Extirpated	Galt, Moffatt's Creek at McBean's Farm	Not applicable	Waterloo Region	Municipal	1898 - ARVPO 1869	1898	Not applicable	Searched by G. Buck and other MNR staff in 2005 without success. Habitat now dominated by non-native weedy species, presumed extirpated.

Appendix 2. threats assessment for Hairy Valerian

Threats assessment worksheet

Species or ecosystem scientific name:

Valeriana edulis ssp. ciliata (Hairy Valerian)

Element ID:

Not applicable

Elcode:

Not applicable

Date:

28/03/2018

Assessor(s):

Participants: Holly Bickerton, Jenny Heron, Jana Vamosi, Dan Brunton, Vivian Brownell, Burke Korol (CWS), Rachel White, Graham Buck, Karen Timm and Andrea Clouston (Secretariat)

References:

COSEWIC in prep

Assigned overall threat impact:

A = Very High

Impact adjustment reasons:

Not applicable

Overall threat comments:

Generation Time: 50 years (3 generations at 150 years, so severity of threats were estimated over a span of 100 years (the maximum)); This taxon is being accessed at the subspecies level. Found in calcareous meadows, this taxon is a very tall plant (~1 m in height) that is not difficult to identify or spot. It is dioecious with ~3% flowers exhibiting bisexuality (subdioecious). It has a large taproot, such that the species is somewhat resilient to mowing but shows no ability to reproduce vegetatively. Population size is very small, just over 600 plants with ~50% flowering. Plants do not flower every year, so mature individuals were counted as the total number of plants surveyed. The Blue L. Paris subpopulation (1 plant) has not been surveyed since 2008. Considering the dioecious nature of the species, this subpopulation has questionable viability. Nevertheless it is included as a location.

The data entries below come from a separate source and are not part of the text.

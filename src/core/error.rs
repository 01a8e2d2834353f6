//! Typed errors raised by the analysis pipeline.
//!
//! `FileNotFound` and `Render` abort a run. `Unreadable` aborts only for the
//! entry file, and `ParseAmbiguity` never does: the context records both as
//! notes and keeps going.

use std::path::PathBuf;

use thiserror::Error;

use super::data::SourceLocation;

#[derive(Error, Debug)]
pub enum AnalysisError {
    #[error("file not found: {}{}", path.display(), included_from_suffix(included_from))]
    FileNotFound {
        path: PathBuf,
        /// The `\input`/`\include` site that referenced the missing file.
        included_from: Option<SourceLocation>,
    },

    #[error("failed to read {}: {source}", path.display())]
    Unreadable {
        path: PathBuf,
        #[source]
        source: std::io::Error,
    },

    #[error("cannot parse \\{macro_name} at {location}: {reason}")]
    ParseAmbiguity {
        location: SourceLocation,
        macro_name: String,
        reason: String,
    },

    #[error("failed to write report {}: {source}", path.display())]
    Render {
        path: PathBuf,
        #[source]
        source: std::io::Error,
    },
}

fn included_from_suffix(included_from: &Option<SourceLocation>) -> String {
    match included_from {
        Some(loc) => format!(" (included from {})", loc),
        None => String::new(),
    }
}

impl AnalysisError {
    /// Whether the error makes the whole run meaningless.
    pub fn is_fatal(&self) -> bool {
        !matches!(self, AnalysisError::ParseAmbiguity { .. })
    }
}

pub type Result<T> = std::result::Result<T, AnalysisError>;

However, because it represents such a small proportion of the total number of mature individuals, the scope used in calculations largely considers the impacts to the Goderich subpopulation (182 flowering +96 nonflowering)/609 = 46% of the Canadian population) and the Brantford subpopulation (153 flowering +177 nonflowering)/609 = 54%). The subpopulation at Goderich is on a floodplain near L. Huron, along cliffs, and was searched extensively. To the east is the Brantford subpopulation, currently the largest subpopulation, which is along an industrial railway line but is otherwise not heavily impacted. Permission could not be obtained to provide an updated count for the Blue L. (Paris) subpopulation.